• _Work request_
Range to reproduce from the entries below: the line with "Mode::Minus(mode, Some(nick)) =>", the line with "#[derive(Clone, Default)]", and every line in between. Give them exactly and give nothing else.
##############################
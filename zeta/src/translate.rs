//! Turns parsed IRC messages into channel events for the cache.

use irc::proto::{ChannelMode, Command, Message, Mode};
use time::OffsetDateTime;
use tracing::trace;
use zeta_core::{ChannelEvent, ModePrefix};

/// The status prefixes a server may put in front of a nickname in a `NAMES` reply.
const NAMES_PREFIXES: &[char] = &['~', '&', '@', '%', '+'];

const RPL_WELCOME: u16 = 1;
const RPL_CHANNELMODEIS: u16 = 324;
const RPL_CREATIONTIME: u16 = 329;
const RPL_TOPIC: u16 = 332;
const RPL_TOPICWHOTIME: u16 = 333;
const RPL_NAMREPLY: u16 = 353;

/// Tracks what a single connection needs to know to interpret its own traffic, which is
/// currently just its nickname.
#[derive(Debug, Clone)]
pub struct Translator {
    nickname: String,
}

impl Translator {
    /// Constructs a translator for a connection registered as `nickname`.
    pub fn new<S: Into<String>>(nickname: S) -> Self {
        Self {
            nickname: nickname.into(),
        }
    }

    /// Returns the connection's current nickname.
    #[must_use]
    pub fn nickname(&self) -> &str {
        &self.nickname
    }

    /// Returns true if `nick` refers to this connection.
    fn is_me(&self, nick: &str) -> bool {
        self.nickname.eq_ignore_ascii_case(nick)
    }

    /// Translates `message` into the channel events it implies.
    ///
    /// Messages that don't affect channel state yield no events.
    pub fn translate(&mut self, message: &Message) -> Vec<ChannelEvent> {
        let source = message.source_nickname();

        match &message.command {
            Command::JOIN(channels, _, _) => {
                let Some(nick) = source else {
                    return vec![];
                };

                split_list(channels)
                    .map(|channel| {
                        if self.is_me(nick) {
                            ChannelEvent::SelfJoin {
                                channel: channel.to_string(),
                                nick: nick.to_string(),
                            }
                        } else {
                            ChannelEvent::Join {
                                channel: channel.to_string(),
                                nick: nick.to_string(),
                            }
                        }
                    })
                    .collect()
            }
            Command::PART(channels, _) => {
                let Some(nick) = source else {
                    return vec![];
                };

                split_list(channels)
                    .map(|channel| self.departure(channel, nick))
                    .collect()
            }
            Command::KICK(channels, users, _) => {
                let channels: Vec<&str> = split_list(channels).collect();

                // One channel applies to every user; otherwise pairs are positional
                match channels.as_slice() {
                    [channel] => split_list(users)
                        .map(|nick| self.departure(channel, nick))
                        .collect(),
                    _ => channels
                        .iter()
                        .zip(split_list(users))
                        .map(|(channel, nick)| self.departure(channel, nick))
                        .collect(),
                }
            }
            Command::QUIT(_) => {
                let Some(nick) = source else {
                    return vec![];
                };

                if self.is_me(nick) {
                    vec![ChannelEvent::Disconnect {
                        nick: Some(nick.to_string()),
                    }]
                } else {
                    vec![ChannelEvent::Quit {
                        nick: nick.to_string(),
                    }]
                }
            }
            Command::NICK(new) => {
                let Some(old) = source else {
                    return vec![];
                };

                if self.is_me(old) {
                    trace!(%old, %new, "own nickname changed");
                    self.nickname.clone_from(new);
                }

                vec![ChannelEvent::NickChange {
                    old: old.to_string(),
                    new: new.clone(),
                }]
            }
            Command::TOPIC(channel, Some(topic)) => {
                let mut events = vec![ChannelEvent::Topic {
                    channel: channel.clone(),
                    topic: non_empty(topic),
                }];

                if let Some(nick) = source {
                    events.push(ChannelEvent::TopicSetBy {
                        channel: channel.clone(),
                        set_by: nick.to_string(),
                    });
                }

                events
            }
            Command::ChannelMODE(channel, modes) => modes
                .iter()
                .filter_map(|mode| user_mode_event(channel, mode))
                .collect(),
            command => match numeric(command) {
                Some((code, args)) => self.translate_numeric(code, args),
                None => vec![],
            },
        }
    }

    /// Translates the numeric replies that carry channel state.
    fn translate_numeric(&mut self, code: u16, args: &[String]) -> Vec<ChannelEvent> {
        match (code, args) {
            (RPL_WELCOME, [me, ..]) => {
                self.nickname.clone_from(me);
                vec![]
            }
            (RPL_NAMREPLY, [_, _, channel, names]) => vec![ChannelEvent::Names {
                channel: channel.clone(),
                entries: names.split_whitespace().map(parse_names_entry).collect(),
            }],
            (RPL_TOPIC, [_, channel, topic]) => vec![ChannelEvent::Topic {
                channel: channel.clone(),
                topic: non_empty(topic),
            }],
            (RPL_TOPICWHOTIME, [_, channel, set_by, ..]) => vec![ChannelEvent::TopicSetBy {
                channel: channel.clone(),
                set_by: set_by.clone(),
            }],
            (RPL_CHANNELMODEIS, [_, channel, modes @ ..]) if !modes.is_empty() => {
                vec![ChannelEvent::ChannelModes {
                    channel: channel.clone(),
                    modes: modes.join(" "),
                }]
            }
            (RPL_CREATIONTIME, [_, channel, timestamp, ..]) => timestamp
                .parse::<i64>()
                .ok()
                .and_then(|ts| OffsetDateTime::from_unix_timestamp(ts).ok())
                .map(|at| ChannelEvent::CreatedAt {
                    channel: channel.clone(),
                    at,
                })
                .into_iter()
                .collect(),
            _ => vec![],
        }
    }

    /// Returns the event for `nick` leaving `channel`.
    fn departure(&self, channel: &str, nick: &str) -> ChannelEvent {
        if self.is_me(nick) {
            ChannelEvent::SelfPart {
                channel: channel.to_string(),
                nick: nick.to_string(),
            }
        } else {
            ChannelEvent::Part {
                channel: channel.to_string(),
                nick: nick.to_string(),
            }
        }
    }
}

/// Splits a comma-separated target list, skipping empty items.
fn split_list(list: &str) -> impl Iterator<Item = &str> {
    list.split(',').filter(|item| !item.is_empty())
}

/// Maps an empty topic to `None`, which clears it.
fn non_empty(topic: &str) -> Option<String> {
    (!topic.is_empty()).then(|| topic.to_string())
}

/// Returns the numeric code and arguments of a server reply.
///
/// Replies the `irc` crate doesn't know by name arrive as raw commands.
fn numeric(command: &Command) -> Option<(u16, &[String])> {
    match command {
        Command::Response(response, args) => Some((*response as u16, args.as_slice())),
        Command::Raw(code, args) if code.len() == 3 => {
            code.parse().ok().map(|code| (code, args.as_slice()))
        }
        _ => None,
    }
}

/// Returns the prefix flag a channel mode grants, if it is a membership status mode.
const fn prefix_flag(mode: &ChannelMode) -> Option<char> {
    match mode {
        ChannelMode::Founder => Some('~'),
        ChannelMode::Admin => Some('&'),
        ChannelMode::Oper => Some('@'),
        ChannelMode::Halfop => Some('%'),
        ChannelMode::Voice => Some('+'),
        _ => None,
    }
}

/// Translates a single status mode change, e.g. `+o alice`.
fn user_mode_event(channel: &str, mode: &Mode<ChannelMode>) -> Option<ChannelEvent> {
    let (mode, nick, set) = match mode {
        Mode::Plus(mode, Some(nick)) => (mode, nick, true),
        Mode::Minus(mode, Some(nick)) => (mode, nick, false),
        _ => return None,
    };

    prefix_flag(mode).map(|flag| ChannelEvent::UserMode {
        channel: channel.to_string(),
        nick: nick.clone(),
        flag,
        set,
    })
}

/// Splits a `NAMES` entry such as `@+alice` or `@alice!user@host` into a nickname and prefix.
fn parse_names_entry(entry: &str) -> (String, ModePrefix) {
    let nick = entry.trim_start_matches(NAMES_PREFIXES);
    let prefix = &entry[..entry.len() - nick.len()];
    let nick = nick.split_once('!').map_or(nick, |(nick, _)| nick);

    (nick.to_string(), ModePrefix::from(prefix))
}
use std::collections::HashMap;
use std::sync::{Arc, Mutex};
use tasklog_core::{HistoryQuery, HistoryRunner, Result, TasklogError};

/// What a repository's history query returns
#[derive(Debug, Clone)]
pub enum Scripted {
    Output(String),
    Failure(String),
}

/// Answers history queries from a script instead of running git
#[derive(Clone, Default)]
pub struct ScriptedRunner {
    script: HashMap<String, Scripted>,
    executed: Arc<Mutex<Vec<String>>>,
}

impl ScriptedRunner {
    pub fn new(script: HashMap<String, Scripted>) -> Self {
        Self {
            script,
            executed: Arc::new(Mutex::new(Vec::new())),
        }
    }

    /// Shared log of executed command lines
    pub fn executed(&self) -> Arc<Mutex<Vec<String>>> {
        Arc::clone(&self.executed)
    }
}

impl HistoryRunner for ScriptedRunner {
    fn run(&self, query: &HistoryQuery) -> Result<String> {
        self.executed
            .lock()
            .expect("executed log poisoned")
            .push(query.command_line());

        match self.script.get(&query.repository.name) {
            Some(Scripted::Output(text)) => Ok(text.clone()),
            Some(Scripted::Failure(stderr)) => Err(TasklogError::QueryFailed {
                repository: query.repository.name.clone(),
                command: query.command_line(),
                diagnostic: stderr.clone(),
            }),
            None => Ok(String::new()),
        }
    }
}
##############################
• _Response area_
        Mode::Minus(mode, Some(nick)) => (mode, nick, false),
        _ => return None,
    };

    prefix_flag(mode).map(|flag| ChannelEvent::UserMode {
        channel: channel.to_string(),
        nick: nick.clone(),
        flag,
        set,
    })
}

/// Splits a `NAMES` entry such as `@+alice` or `@alice!user@host` into a nickname and prefix.
fn parse_names_entry(entry: &str) -> (String, ModePrefix) {
    let nick = entry.trim_start_matches(NAMES_PREFIXES);
    let prefix = &entry[..entry.len() - nick.len()];
    let nick = nick.split_once('!').map_or(nick, |(nick, _)| nick);

    (nick.to_string(), ModePrefix::from(prefix))
}
use std::collections::HashMap;
use std::sync::{Arc, Mutex};
use tasklog_core::{HistoryQuery, HistoryRunner, Result, TasklogError};

/// What a repository's history query returns
#[derive(Debug, Clone)]
pub enum Scripted {
    Output(String),
    Failure(String),
}

/// Answers history queries from a script instead of running git
#[derive(Clone, Default)]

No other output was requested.